Records excerpted from a collection

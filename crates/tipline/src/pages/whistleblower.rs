//! Whistleblower-side page object: the anonymous submission flow.
//!
//! ```text
//! /#/submission ─► SubmissionForm ─► receivers 0,1 ─► Next
//!      ─► title + body ─► [attachments] ─► pow ready ─► Submit ─► KeyCode
//! ```

use crate::driver::UiDriver;
use crate::form::{FieldPath, ATTACHMENTS_FIELD, DESCRIPTION_FIELD, DETAILS_STEP, TITLE_FIELD};
use crate::page_object::{PageContext, PageObject};
use crate::receipt::{receipt_format, ReceiptCode};
use crate::result::HarnessResult;
use crate::selector::Selector;
use regex::Regex;
use std::fmt;
use std::path::{Path, PathBuf};
use tracing::{info, instrument, warn};

/// Entry point of the submission flow
pub const SUBMISSION_PATH: &str = "/#/submission";

/// Receivers ticked on every submission
const SELECTED_RECEIVERS: [usize; 2] = [0, 1];

/// The submission form container
#[must_use]
pub fn submission_form() -> Selector {
    Selector::id("SubmissionForm")
}

/// Checkbox of the `index`-th receiver, inside the receiver-selection step
#[must_use]
pub fn receiver_checkbox(index: usize) -> Selector {
    Selector::id("step-receiver-selection").descendant(Selector::id(format!("receiver-{index}")))
}

/// Button leaving the receiver-selection step
#[must_use]
pub fn next_step_button() -> Selector {
    Selector::id("NextStepButton")
}

/// Final submit button
#[must_use]
pub fn submit_button() -> Selector {
    Selector::id("SubmitButton")
}

/// Receipt shown after a successful submission
#[must_use]
pub fn key_code() -> Selector {
    Selector::id("KeyCode")
}

/// Per-call state of one submission, resolved before the page is touched
#[derive(Debug)]
struct SubmissionDraft<'a> {
    title: &'a str,
    title_input: Selector,
    body_input: Selector,
    receivers: &'static [usize],
    attachment_input: Selector,
    attachments: Vec<PathBuf>,
}

/// Actions available to a whistleblower
pub struct WhistleblowerPage<D: ?Sized> {
    ctx: PageContext<D>,
    receipt_format: Regex,
}

impl<D: ?Sized> Clone for WhistleblowerPage<D> {
    fn clone(&self) -> Self {
        Self {
            ctx: self.ctx.clone(),
            receipt_format: self.receipt_format.clone(),
        }
    }
}

impl<D: ?Sized> fmt::Debug for WhistleblowerPage<D> {
    fn fmt(&self, f: &mut fmt::Formatter<'_>) -> fmt::Result {
        f.debug_struct("WhistleblowerPage")
            .field("ctx", &self.ctx)
            .field("receipt_format", &self.receipt_format.as_str())
            .finish()
    }
}

impl<D: ?Sized> PageObject for WhistleblowerPage<D> {
    fn entry_path(&self) -> &str {
        SUBMISSION_PATH
    }

    fn page_name(&self) -> &str {
        "whistleblower"
    }
}

impl<D: UiDriver + ?Sized> WhistleblowerPage<D> {
    /// Page over a shared context; compiles the configured receipt pattern
    ///
    /// # Errors
    ///
    /// [`HarnessError::Config`](crate::HarnessError::Config) for an invalid
    /// receipt pattern.
    pub fn new(ctx: PageContext<D>) -> HarnessResult<Self> {
        let receipt_format = receipt_format(&ctx.config().receipt_pattern)?;
        Ok(Self {
            ctx,
            receipt_format,
        })
    }

    fn draft<'a>(&self, title: &'a str, attach_files: bool) -> HarnessResult<SubmissionDraft<'a>> {
        let layout = &self.ctx.config().form;
        let title_input = layout
            .resolve(&FieldPath::new(DETAILS_STEP, TITLE_FIELD, 0))?
            .input_selector();
        let body_input = layout
            .resolve(&FieldPath::new(DETAILS_STEP, DESCRIPTION_FIELD, 0))?
            .input_selector();
        let attachment_input = layout
            .resolve(&FieldPath::new(DETAILS_STEP, ATTACHMENTS_FIELD, 0))?
            .file_input_selector();

        let attachments = if attach_files && self.ctx.strategy().allows_attachments() {
            self.ctx.fixtures().resolve_all(&self.ctx.config().attachments)
        } else {
            if attach_files {
                warn!(
                    strategy = %self.ctx.strategy(),
                    "file upload unsupported, submitting without attachments"
                );
            }
            Vec::new()
        };

        Ok(SubmissionDraft {
            title,
            title_input,
            body_input,
            receivers: &SELECTED_RECEIVERS,
            attachment_input,
            attachments,
        })
    }

    /// Walk the submission form and return the receipt code.
    ///
    /// Receivers 0 and 1 are selected, `title` and the configured body text
    /// are entered and, when `attach_files` is set and the environment can
    /// upload files, the configured attachments are added. Without upload
    /// support attachments are skipped and the submission still goes ahead.
    ///
    /// # Errors
    ///
    /// - [`HarnessError::UnknownField`](crate::HarnessError::UnknownField)
    ///   when the form layout lacks a details field; nothing is driven
    /// - [`HarnessError::Timeout`](crate::HarnessError::Timeout) when the
    ///   form, the submit button or the receipt never becomes ready
    /// - [`HarnessError::AssertionFailed`](crate::HarnessError::AssertionFailed)
    ///   when the receipt does not match the configured pattern
    #[instrument(skip(self), fields(strategy = %self.ctx.strategy()))]
    pub async fn perform_submission(
        &self,
        title: &str,
        attach_files: bool,
    ) -> HarnessResult<ReceiptCode> {
        let draft = self.draft(title, attach_files)?;
        let ctx = &self.ctx;
        let form = submission_form();

        ctx.goto(self.entry_path()).await?;
        let _ = ctx.wait_present(&form).await?;

        for &index in draft.receivers {
            ctx.click(&receiver_checkbox(index)).await?;
        }
        ctx.click(&next_step_button()).await?;

        ctx.type_into(&draft.title_input, draft.title).await?;
        ctx.type_into(&draft.body_input, &ctx.config().submission_body)
            .await?;

        for path in &draft.attachments {
            ctx.upload(&draft.attachment_input, path).await?;
        }

        let submit = submit_button();
        let proof_of_work = ctx.config().proof_of_work_expr.as_deref();
        let _ = ctx
            .wait_ready(proof_of_work.map(|expr| (&form, expr)), &submit)
            .await?;
        ctx.click(&submit).await?;

        let receipt = key_code();
        let _ = ctx.wait_text(&receipt).await?;
        let raw = ctx.read_text(&receipt).await?;
        let code = ReceiptCode::parse(&raw, &self.receipt_format)?;

        info!(
            page = self.page_name(),
            attachments = draft.attachments.len(),
            receivers = draft.receivers.len(),
            "submission completed"
        );
        Ok(code)
    }

    /// Select `path` (resolved like a fixture) on the first file input
    ///
    /// # Errors
    ///
    /// Propagates the driver's upload failure.
    #[instrument(skip(self))]
    pub async fn submit_file(&self, path: &Path) -> HarnessResult<()> {
        let path = self.ctx.fixtures().resolve(path);
        self.ctx.upload(&Selector::file_input(), &path).await
    }
}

** Activity **
Copy out only the lines running from the beginning of the data to the line with "use crate::driver::UiDriver;", both ends included.

** Response to this exercise **
filename crates/tipline/src/pages/whistleblower.rs
//! Whistleblower-side page object: the anonymous submission flow.
//!
//! ```text
//! /#/submission ─► SubmissionForm ─► receivers 0,1 ─► Next
//!      ─► title + body ─► [attachments] ─► pow ready ─► Submit ─► KeyCode
//! ```

use crate::driver::UiDriver;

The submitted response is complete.